Assigned task:
Copy out all lines bearing the word "Some" from the listing below.

Records to use:
<<<<

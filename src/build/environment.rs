// src/build/environment.rs

//! Isolated build environments
//!
//! A node sees only its direct dependencies:
//! - build and run dependencies put `bin` on `PATH`
//! - link dependencies add library, header, pkg-config and CMake paths
//! - every direct dependency gets `<NAME>_ROOT`
//!
//! Compiler executables from the configuration are exported as `CC`,
//! `CXX`, `F77` and `FC`.

use crate::config::AvailableCompiler;
use crate::spec::{ConcreteSpec, DepTypes};
use std::collections::BTreeMap;
use std::path::{Path, PathBuf};

/// Variables that accumulate one entry per dependency
const PATH_VARS: &[&str] = &[
    "PATH",
    "LIBRARY_PATH",
    "LD_LIBRARY_PATH",
    "CPATH",
    "PKG_CONFIG_PATH",
    "CMAKE_PREFIX_PATH",
];

/// Host PATH appended after dependency tools
const HOST_PATH: &str = "/usr/local/bin:/usr/bin:/bin";

/// Environment variables scoped to one build
#[derive(Debug, Clone, Default, PartialEq, Eq)]
pub struct BuildEnvironment {
    vars: BTreeMap<String, String>,
}

/// `hdf5` -> `HDF5_ROOT`, `py-numpy` -> `PY_NUMPY_ROOT`
pub fn root_var(package: &str) -> String {
    let mut name: String = package
        .chars()
        .map(|c| if c.is_ascii_alphanumeric() { c.to_ascii_uppercase() } else { '_' })
        .collect();
    name.push_str("_ROOT");
    name
}

impl BuildEnvironment {
    pub fn new() -> Self {
        Self::default()
    }

    /// Assemble the environment for `spec`
    ///
    /// `prefixes` maps package names to install prefixes; only the direct
    /// dependencies of `spec` are read from it.
    pub fn for_node(
        spec: &ConcreteSpec,
        prefixes: &BTreeMap<String, PathBuf>,
        compiler: Option<&AvailableCompiler>,
    ) -> Self {
        let mut env = Self::new();
        let mut lists: BTreeMap<&str, Vec<String>> = BTreeMap::new();

        for (dep, edge) in spec.dependencies() {
            let Some(prefix) = prefixes.get(dep.name()) else {
                continue;
            };
            env.set(root_var(dep.name()), display(prefix));

            if edge.deptypes.contains(DepTypes::BUILD) || edge.deptypes.contains(DepTypes::RUN) {
                lists.entry("PATH").or_default().push(display(&prefix.join("bin")));
            }
            if edge.deptypes.contains(DepTypes::LINK) {
                let lib = display(&prefix.join("lib"));
                lists.entry("LIBRARY_PATH").or_default().push(lib.clone());
                lists.entry("LD_LIBRARY_PATH").or_default().push(lib);
                lists
                    .entry("CPATH")
                    .or_default()
                    .push(display(&prefix.join("include")));
                let pkgconfig = lists.entry("PKG_CONFIG_PATH").or_default();
                pkgconfig.push(display(&prefix.join("lib").join("pkgconfig")));
                pkgconfig.push(display(&prefix.join("share").join("pkgconfig")));
                lists
                    .entry("CMAKE_PREFIX_PATH")
                    .or_default()
                    .push(display(prefix));
            }
        }

        lists.entry("PATH").or_default().push(HOST_PATH.to_string());
        for var in PATH_VARS {
            if let Some(entries) = lists.get(var) {
                env.set(*var, entries.join(":"));
            }
        }

        if let Some(compiler) = compiler {
            let paths = &compiler.paths;
            for (var, path) in [
                ("CC", &paths.cc),
                ("CXX", &paths.cxx),
                ("F77", &paths.f77),
                ("FC", &paths.fc),
            ] {
                if let Some(path) = path {
                    env.set(var, display(path));
                }
            }
        }
        env
    }

    pub fn set(&mut self, key: impl Into<String>, value: impl Into<String>) {
        self.vars.insert(key.into(), value.into());
    }

    pub fn get(&self, key: &str) -> Option<&str> {
        self.vars.get(key).map(String::as_str)
    }

    pub fn vars(&self) -> &BTreeMap<String, String> {
        &self.vars
    }

    pub fn iter(&self) -> impl Iterator<Item = (&str, &str)> {
        self.vars.iter().map(|(k, v)| (k.as_str(), v.as_str()))
    }
}

fn display(path: &Path) -> String {
    path.to_string_lossy().into_owned()
}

>>>>

Answer space:
            let Some(prefix) = prefixes.get(dep.name()) else {
            if let Some(entries) = lists.get(var) {
        if let Some(compiler) = compiler {
                if let Some(path) = path {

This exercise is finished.